Whoever did this to our house … oh heck, who am I kidding? I know who did it. The guy who owned the house before us and boy do we have stories about the things we’ve found in this house. Clothing stuffed into heating vents, dryer vents that emit into the garage, lighting installed by drunks. I swear.
So, the master bathroom has always had carpet and carpet is nice under your feet when it’s cold in the winter, but it’s not a very good idea in the bathroom. Then, there was also an ugly, ugly vanity that looked like it has been stolen from a lousy apartment topped by a mirror – huge, flat plate of mirror glued to the wall. Yech!
Mr. Man bought this vanity online months ago:
It’s nice, looks like a piece of furniture and hey, it’s not black like the old vanity. It’s also been sitting in our bedroom since February 14th because on that day, I hired some movers to carry it up the stairs. You see, this vanity is so heavy I can’t even lift a corner and I work out! Those guys were big and muscular and moving things is their every day job. They struggled badly with this vanity – veins popping, grunts and groans, you name it. Awful. But, they got it up the stairs. It was my Valentines’ present to him because to be honest, I couldn’t help him with it and it was looking pretty stupid in the front hallway.
So, it’s lived right around the corner from where it will finally be installed for months now. Don’t ask me how we’ll get it around the corner when it’s time. Mr. Man thinks that I’ll suddenly be able to lift my end and I’m thinking about paying another $80 bucks to have it hauled around the corner or calling the neighbors and handing them beers afterward. We’ll see.
For now, it’s all about renovating the bathroom, and that means tearing out the old vanity:
Yep, we put it on the back porch. I’ll figure out who to call to take it away soon. Note the position of the sink bowl in that old vanity top? More on that soon.
Then, he removed the nasty carpet:
Wow, look at the wood underneath! Is that gross or weird or what?
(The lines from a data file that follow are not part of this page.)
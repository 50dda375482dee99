use anyhow::{bail, Context, Result};
use log::info;
use region_match::pipeline::{
    load, search_area, Bitmap, IgnoredChannels, ReferencePattern, Region,
};
use std::env;

const USAGE: &str = "Usage: match_tester <screenshot> <left> <top> <width> <height> \
[<other_screenshot> <area_left> <area_top> <area_width> <area_height> <expect>]";

fn parse_u32(args: &[String], index: usize, name: &str) -> Result<u32> {
    args[index]
        .parse()
        .with_context(|| format!("{name} must be a non-negative integer, got {:?}", args[index]))
}

fn parse_region(args: &[String], start: usize) -> Result<Region> {
    Ok(Region::new(
        parse_u32(args, start, "left")?,
        parse_u32(args, start + 1, "top")?,
        parse_u32(args, start + 2, "width")?,
        parse_u32(args, start + 3, "height")?,
    ))
}

fn load_bitmap(path: &str) -> Result<Bitmap> {
    let bitmap = load(path).with_context(|| format!("failed to load {path}"))?;
    info!("loaded {path} ({}x{})", bitmap.width(), bitmap.height());
    Ok(bitmap)
}

fn main() -> Result<()> {
    env_logger::init();

    // --- 1. Argument Parsing & Setup ---
    let args: Vec<String> = env::args().collect();
    if args.len() != 6 && args.len() != 12 {
        println!("{USAGE}");
        return Ok(());
    }

    // --- 2. Pattern Registration ---
    let reference = load_bitmap(&args[1])?;
    let region = parse_region(&args, 2)?;
    let pattern = ReferencePattern::capture(&reference, region)?;

    println!("region     {}x{} at ({}, {})", region.width, region.height, region.left, region.top);
    println!("lightness  {:.4}", pattern.lightness());
    let gray = pattern.grayscale();
    let (min, max) = gray
        .iter()
        .fold((f64::MAX, f64::MIN), |(lo, hi), v| (lo.min(*v), hi.max(*v)));
    println!("grayscale  {} cells, {:.1}..{:.1}", gray.len(), min, max);

    if args.len() == 6 {
        return Ok(());
    }

    // --- 3. Comparison Against a Newer Capture ---
    let current = load_bitmap(&args[6])?;
    if !region.fits_within(current.width(), current.height()) {
        bail!(
            "region does not fit the second screenshot ({}x{})",
            current.width(),
            current.height()
        );
    }
    println!("texture    {:.2}", pattern.texture_similarity_to(&current));
    println!(
        "absolute   {:.2}",
        pattern.absolute_similarity_to(&current, IgnoredChannels::NONE)
    );

    // --- 4. Area Search ---
    let area = parse_region(&args, 7)?;
    if !area.fits_within(current.width(), current.height()) {
        bail!("search area does not fit the second screenshot");
    }
    let expect: f64 = args[11]
        .parse()
        .with_context(|| format!("expect must be a number, got {:?}", args[11]))?;

    let found = search_area(&pattern, &current, area, expect, IgnoredChannels::NONE);
    println!(
        "search     value {:.2} matched {} at ({}, {}) after {} offsets",
        found.value, found.matched, found.position.left, found.position.top, found.evaluated
    );

    Ok(())
}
Next, there was moving the pipes underneath to line up with a sink positioned in the center rather stuck on one end:
This is where I get useful for a bit of time. My job was to scream loudly if there was any spraying of water after he turned the flow back on. Yes, I offered to turn the water on, but get this: He said I wouldn’t hear him if he yelled, but he was sure he could hear me if I did. Hrmph … I’ll have to think on that.
There was no screaming of course because my guy is a genius at home repair. He does his homework and plows through it step by step. I rush when called and do what I can to hand him tools or carry things, but it’s really all him. Of course, I spent the entire weekend writing and cleaning house and cooking too, so I guess it works out in the end.